Quasi-Newton and Krylov Methods for the Solution of Nonconvex Trust-Region Subproblems
Pith reviewed 2026-05-25 04:02 UTC · model grok-4.3
The pith
LBFGS and DIOM solve nonconvex trust-region subproblems more robustly than CG with fewer Hessian-vector products.
A machine-rendered reading of the paper's core claim, the machinery that carries it, and where it could break.
Core claim
Generalizing LBFGS and DIOM to trust-region subproblems yields solvers that remain consistently more robust than CG on potentially nonconvex problems, deliver comparable accuracy with fewer Hessian-vector products, and serve as practical alternatives precisely when high accuracy is required or Hessian operations are expensive. The limited-memory SR1 variant loses effectiveness because discarding curvature information harms performance, whereas its full-memory form stays competitive.
What carries the argument
Limited-memory BFGS (LBFGS) and limited-memory full orthogonalization method (DIOM) as memory-leveraged solvers generalized from positive-definite linear systems to nonconvex trust-region subproblems.
If this is right
- Memory acts as the decisive algorithmic lever that improves robustness over CG for trust-region steps.
- LBFGS and DIOM become preferable when high accuracy is needed or when each Hessian-vector product is costly.
- Limited-memory SR1 remains viable only in full-memory form because limited memory discards essential curvature information.
- The methods apply directly to unconstrained optimization problems whose Hessians may lose positive definiteness.
Where Pith is reading between the lines
- If the observed reduction in Hessian-vector products holds at larger scale, these solvers could lower the per-iteration cost of second-order methods in high-dimensional nonconvex problems.
- The same memory-lever mechanism might transfer to other iterative linear solvers used inside optimization frameworks.

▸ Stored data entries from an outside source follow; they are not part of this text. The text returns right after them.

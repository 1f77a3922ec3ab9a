use std::sync::Arc;

use crate::application::repos::{DishesRepo, MenusRepo, SubmenusRepo};
use crate::domain::entities::{DishRecord, MenuRecord, SubmenuRecord};
use crate::domain::error::EntityLevel;
use crate::domain::types::{DishId, MenuId, SubmenuId};

use super::error::CatalogError;

/// Resolves an id chain against the store of record, top level first, so
/// the first missing level is the one reported.
#[derive(Clone)]
pub struct Ancestry {
    menus: Arc<dyn MenusRepo>,
    submenus: Arc<dyn SubmenusRepo>,
    dishes: Arc<dyn DishesRepo>,
}

impl Ancestry {
    pub fn new(
        menus: Arc<dyn MenusRepo>,
        submenus: Arc<dyn SubmenusRepo>,
        dishes: Arc<dyn DishesRepo>,
    ) -> Self {
        Self {
            menus,
            submenus,
            dishes,
        }
    }

    pub async fn menu(&self, menu_id: &MenuId) -> Result<MenuRecord, CatalogError> {
        self.menus
            .find_menu(menu_id)
            .await?
            .ok_or_else(|| CatalogError::not_found(EntityLevel::Menu))
    }

    pub async fn submenu(
        &self,
        menu_id: &MenuId,
        submenu_id: &SubmenuId,
    ) -> Result<SubmenuRecord, CatalogError> {
        self.menu(menu_id).await?;
        self.submenus
            .find_submenu(menu_id, submenu_id)
            .await?
            .ok_or_else(|| CatalogError::not_found(EntityLevel::Submenu))
    }

    pub async fn dish(
        &self,
        menu_id: &MenuId,
        submenu_id: &SubmenuId,
        dish_id: &DishId,
    ) -> Result<DishRecord, CatalogError> {
        self.submenu(menu_id, submenu_id).await?;
        self.dishes
            .find_dish(submenu_id, dish_id)
            .await?
            .ok_or_else(|| CatalogError::not_found(EntityLevel::Dish))
    }
}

- Explicit comparison on problems with known indefinite Hessians would isolate whether the robustness advantage grows or shrinks with increasing nonconvexity.
Load-bearing premise
Relationships and termination properties established for positive-definite linear systems extend directly to nonconvex trust-region settings without loss of robustness or need for extra safeguards.
What would settle it
A collection of nonconvex test problems on which LBFGS or DIOM either fails to converge or requires strictly more Hessian-vector products than CG to reach the same accuracy would falsify the robustness claim.
Figures
read the original abstract
We study the solution of symmetric positive-definite linear systems by way of families of full- and limited-memory methods. Our contributions are threefold. We first derive new relationships between the conjugate-gradient method (CG) and quasi-Newton methods of the Broyden class that refine existing results, and clarify when those methods generate the same iterates and enjoy quadratic termination. We extend this perspective to the limited-memory BFGS (LBFGS) method. Next, we examine how DIOM, a limited-memory variant of the full orthogonalization Krylov method (FOM), is akin to LBFGS in that it provides a memory lever that is critical in practical performance. Finally, we generalize LBFGS and DIOM to the computation of trust-region steps for unconstrained, potentially nonconvex, optimization. We report numerical experience on positive-definite linear systems and unconstrained optimization problems. The results show that memory is a key algorithmic lever: LBFGS and DIOM are consistently more robust than CG and often achieve comparable accuracy with fewer Hessian-vector products. They emerge as viable alternatives to CG when high accuracy is desirable or when operations with the Hessian are at a premium. The limited-memory SR1 (LSR1) method can be competitive in full-memory form, but its limited-memory variant suffers from discarded curvature information.
Editorial analysis
A structured set of objections, weighed in public.
Referee Report
Summary. The paper derives refined relationships between CG and Broyden-class quasi-Newton methods (including quadratic termination conditions) for symmetric positive-definite linear systems, extends the perspective to LBFGS, draws an analogy with the limited-memory DIOM Krylov method, and generalizes LBFGS and DIOM to the solution of trust-region subproblems arising in unconstrained optimization that may be nonconvex. Numerical results on positive-definite systems and optimization problems indicate that the limited-memory methods are more robust than CG while often requiring fewer Hessian-vector products for comparable accuracy.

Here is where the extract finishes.